Staff Sergeant Robert Bales, a 38-year-old veteran of four combat tours, is accused of walking off his base on March 11 under cover of darkness and opening fire at civilians in at least two different villages in Panjwai district.
"The charges allege that, on or about March 11, 2012, Staff Sergeant Bales did, with premeditation, murder seventeen Afghan civilians and assaulted and attempted to murder six other civilians," a U.S. armed forces statement said.
Initial reports from Afghanistan put the death toll at 16 people. But a U.S. defense official said the death toll now included four men, four women and nine children.
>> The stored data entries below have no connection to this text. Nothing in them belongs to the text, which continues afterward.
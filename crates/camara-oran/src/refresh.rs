// SPDX-FileCopyrightText: 2026 Camara Bridge Contributors
// SPDX-License-Identifier: MIT OR Apache-2.0

//! Periodic refresh loop with cooperative cancellation.

use std::sync::Arc;
use std::time::Duration;

use tokio::task::JoinHandle;
use tokio::time::MissedTickBehavior;
use tokio_util::sync::CancellationToken;
use tracing::{debug, info, warn};

/// Something the refresh loop reloads on every tick.
///
/// `refresh` may block on file I/O; the loop runs it on the blocking pool.
pub trait Refreshable: Send + Sync + 'static {
    fn refresh(&self);
}

/// Handle to a running refresh loop.
pub struct RefreshHandle {
    cancel: CancellationToken,
    task: JoinHandle<()>,
}

impl RefreshHandle {
    /// Token that stops the loop when cancelled.
    pub fn cancel_token(&self) -> CancellationToken {
        self.cancel.clone()
    }

    pub fn is_finished(&self) -> bool {
        self.task.is_finished()
    }

    /// Signals the loop to stop and waits for it to exit.
    pub async fn stop(self) {
        self.cancel.cancel();
        if let Err(e) = self.task.await {
            debug!(error = %e, "refresh task ended abnormally");
        }
    }
}

/// Spawns a loop that refreshes `target` immediately and then every `period`.
///
/// Each refresh runs under [`tokio::task::spawn_blocking`]. The loop exits at
/// the next await point once `cancel` is triggered; a refresh already in
/// progress completes first.
pub fn spawn_refresh<T: Refreshable>(
    target: Arc<T>,
    period: Duration,
    cancel: CancellationToken,
) -> RefreshHandle {
    let token = cancel.clone();
    let task = tokio::spawn(async move {
        let mut interval = tokio::time::interval(period);
        interval.set_missed_tick_behavior(MissedTickBehavior::Delay);

        loop {
            tokio::select! {
                _ = interval.tick() => {
                    let target = target.clone();
                    if let Err(e) = tokio::task::spawn_blocking(move || target.refresh()).await {
                        warn!(error = %e, "mapping refresh panicked");
                    }
                }
                _ = token.cancelled() => {
                    info!("mapping refresh loop shutting down");
                    break;
                }
            }
        }
    });

    RefreshHandle { cancel, task }
}

#[cfg(test)]
mod tests {
    use super::*;
    use std::sync::atomic::{AtomicUsize, Ordering};

    #[derive(Default)]
    struct Counter(AtomicUsize);

    impl Refreshable for Counter {
        fn refresh(&self) {
            self.0.fetch_add(1, Ordering::SeqCst);
        }
    }

    impl Counter {
        fn count(&self) -> usize {
            self.0.load(Ordering::SeqCst)
        }
    }

    #[tokio::test(start_paused = true)]
    async fn refreshes_on_every_tick_until_stopped() {
        let counter = Arc::new(Counter::default());
        let handle = spawn_refresh(
            counter.clone(),
            Duration::from_secs(60),
            CancellationToken::new(),
        );

        // Ticks at 0s, 60s and 120s.
        tokio::time::sleep(Duration::from_secs(150)).await;
        assert_eq!(counter.count(), 3);

        handle.stop().await;
        tokio::time::sleep(Duration::from_secs(600)).await;
        assert_eq!(counter.count(), 3);
    }

    struct ThreadRecorder(std::sync::Mutex<Option<std::thread::ThreadId>>);

    impl Refreshable for ThreadRecorder {
        fn refresh(&self) {
            *self.0.lock().unwrap() = Some(std::thread::current().id());
        }
    }

    #[tokio::test]
    async fn refresh_runs_off_the_runtime_thread() {
        let seen = Arc::new(ThreadRecorder(std::sync::Mutex::new(None)));
        let handle = spawn_refresh(seen.clone(), Duration::from_secs(60), CancellationToken::new());

        while seen.0.lock().unwrap().is_none() {
            tokio::time::sleep(Duration::from_millis(5)).await;
        }
        handle.stop().await;

        let refreshed_on = seen.0.lock().unwrap().unwrap();
        assert_ne!(refreshed_on, std::thread::current().id());
    }

    #[tokio::test(start_paused = true)]
    async fn external_token_cancels_loop() {
        let counter = Arc::new(Counter::default());
        let cancel = CancellationToken::new();
        let handle = spawn_refresh(counter.clone(), Duration::from_secs(10), cancel.clone());

        tokio::time::sleep(Duration::from_secs(1)).await;
        cancel.cancel();
        tokio::time::sleep(Duration::from_secs(1)).await;

        assert!(handle.is_finished());
        assert_eq!(counter.count(), 1);
    }
}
One man, one woman and four children were wounded.
It was not immediately clear where the extra count came from, as Afghan officials on Friday were still counting 16 dead.
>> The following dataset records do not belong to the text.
// SPDX-FileCopyrightText: 2026 Camara Bridge Contributors
// SPDX-License-Identifier: MIT OR Apache-2.0

//! Device identity resolution.
//!
//! Picks a single usable network address out of the polymorphic CAMARA device
//! object, in a fixed order: public IPv4, IPv6, phone number, NAI.
//! Simulated backends may additionally declare an [`AddressPolicy`] that pins
//! IPv4 addresses to their allocation subnet.

use std::net::Ipv4Addr;

use strum::Display;
use tracing::warn;

use crate::error::BridgeError;
use crate::types::Device;

/// The kind of identifier a device was resolved to.
#[derive(Debug, Clone, Copy, PartialEq, Eq, Display)]
#[strum(serialize_all = "lowercase")]
pub enum AddressKind {
    Ipv4,
    Ipv6,
    Msisdn,
    Nai,
}

#[derive(Debug, Clone, PartialEq, Eq)]
pub struct ResolvedAddress {
    pub kind: AddressKind,
    pub value: String,
}

impl ResolvedAddress {
    pub fn is_ip(&self) -> bool {
        matches!(self.kind, AddressKind::Ipv4 | AddressKind::Ipv6)
    }
}

/// Resolves the device to one address, or fails with [`BridgeError::MissingIdentifier`].
pub fn resolve(device: Option<&Device>) -> Result<ResolvedAddress, BridgeError> {
    let device = device.ok_or(BridgeError::MissingIdentifier)?;
    let non_empty = |v: Option<&str>| v.map(str::trim).filter(|v| !v.is_empty()).map(String::from);

    let candidates = [
        (AddressKind::Ipv4, non_empty(device.public_ipv4())),
        (AddressKind::Ipv6, non_empty(device.ipv6_address.as_deref())),
        (AddressKind::Msisdn, non_empty(device.phone_number.as_deref())),
        (
            AddressKind::Nai,
            non_empty(device.network_access_identifier.as_deref()),
        ),
    ];

    candidates
        .into_iter()
        .find_map(|(kind, value)| value.map(|value| ResolvedAddress { kind, value }))
        .ok_or(BridgeError::MissingIdentifier)
}

/// An IPv4 allocation subnet with a substitute address.
///
/// Addresses outside the subnet (or missing, or unparseable) are replaced by
/// the fallback and the substitution is logged. Requests are never rejected
/// on these grounds.
#[derive(Debug, Clone, Copy, PartialEq, Eq)]
pub struct AddressPolicy {
    network: Ipv4Addr,
    prefix: u8,
    fallback: Ipv4Addr,
}

impl AddressPolicy {
    /// Builds a policy from CIDR notation (`12.1.0.0/16`) and a fallback address.
    pub fn new(subnet: &str, fallback: &str) -> Result<Self, BridgeError> {
        let (addr, prefix) = subnet
            .split_once('/')
            .ok_or_else(|| BridgeError::Config(format!("subnet `{subnet}` is not in CIDR form")))?;
        let network: Ipv4Addr = addr
            .trim()
            .parse()
            .map_err(|e| BridgeError::Config(format!("invalid subnet address `{addr}`: {e}")))?;
        let prefix: u8 = prefix
            .trim()
            .parse()
            .ok()
            .filter(|p| *p <= 32)
            .ok_or_else(|| BridgeError::Config(format!("invalid subnet prefix in `{subnet}`")))?;
        let fallback: Ipv4Addr = fallback.trim().parse().map_err(|e| {
            BridgeError::Config(format!("invalid fallback address `{fallback}`: {e}"))
        })?;

        let policy = Self {
            network,
            prefix,
            fallback,
        };
        if !policy.contains(fallback) {
            return Err(BridgeError::Config(format!(
                "fallback address {fallback} is outside subnet {subnet}"
            )));
        }
        Ok(policy)
    }

    fn mask(&self) -> u32 {
        match self.prefix {
            0 => 0,
            p => u32::MAX << (32 - u32::from(p)),
        }
    }

    pub fn contains(&self, addr: Ipv4Addr) -> bool {
        let mask = self.mask();
        u32::from(addr) & mask == u32::from(self.network) & mask
    }

    pub fn fallback(&self) -> Ipv4Addr {
        self.fallback
    }

    /// Returns the address to put on the wire for `addr`.
    pub fn apply(&self, addr: Option<&str>) -> String {
        let Some(raw) = addr.map(str::trim).filter(|a| !a.is_empty()) else {
            warn!(
                fallback = %self.fallback,
                "device has no IPv4 address, using fallback address"
            );
            return self.fallback.to_string();
        };

        match raw.parse::<Ipv4Addr>() {
            Ok(ip) if self.contains(ip) => raw.to_string(),
            Ok(_) => {
                warn!(
                    original = raw,
                    fallback = %self.fallback,
                    subnet = %format_args!("{}/{}", self.network, self.prefix),
                    "device address outside allocation subnet, substituting fallback address"
                );
                self.fallback.to_string()
            }
            Err(_) => {
                warn!(
                    original = raw,
                    fallback = %self.fallback,
                    "device address is not a valid IPv4 address, substituting fallback address"
                );
                self.fallback.to_string()
            }
        }
    }
}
The killings seriously strained relations between Kabul and Washington, with Afghan President Hamid Karzai demanding NATO forces leave Afghan villages and withdraw to major bases.
Karzai also demanded that foreign combat troops, most due to leave the country by the end of 2014, stop carrying out controversial night raids of Afghan homes, seen by NATO commanders as one of the most effective anti-insurgent tactics.
Afghanistan's Taliban vowed earlier on Friday to take revenge on NATO forces for the killing of 17 civilians, saying they had no faith in any court proceeding.
Bales is currently being held at the Leavenworth military prison in Kansas but is assigned to Joint Base Lewis-McChord in Washington state, where the next step in the judicial process will take place.
Bales' attorney, John Henry Browne, suggested on Friday he might use the soldier's mental state as a defense.
"My first reaction to all of this is, prove it ... This is going to be a very difficult case for the government to prove in my opinion. There is no CSI (crime scene investigation) stuff. There's no DNA. There's no fingerprints," Browne told CBS' "This Morning" program before the charges were laid.
But he said: "The mental state eventually will be definitely an issue.
Once the preferral of charges takes place, the next step in the judicial proceeding would be an Article 32 hearing, which is similar to a preliminary hearing in a civilian court.
The Article 32 hearing usually gives the accused a fairly detailed overview of the case against him, including testimony and evidence that will be presented, officials say.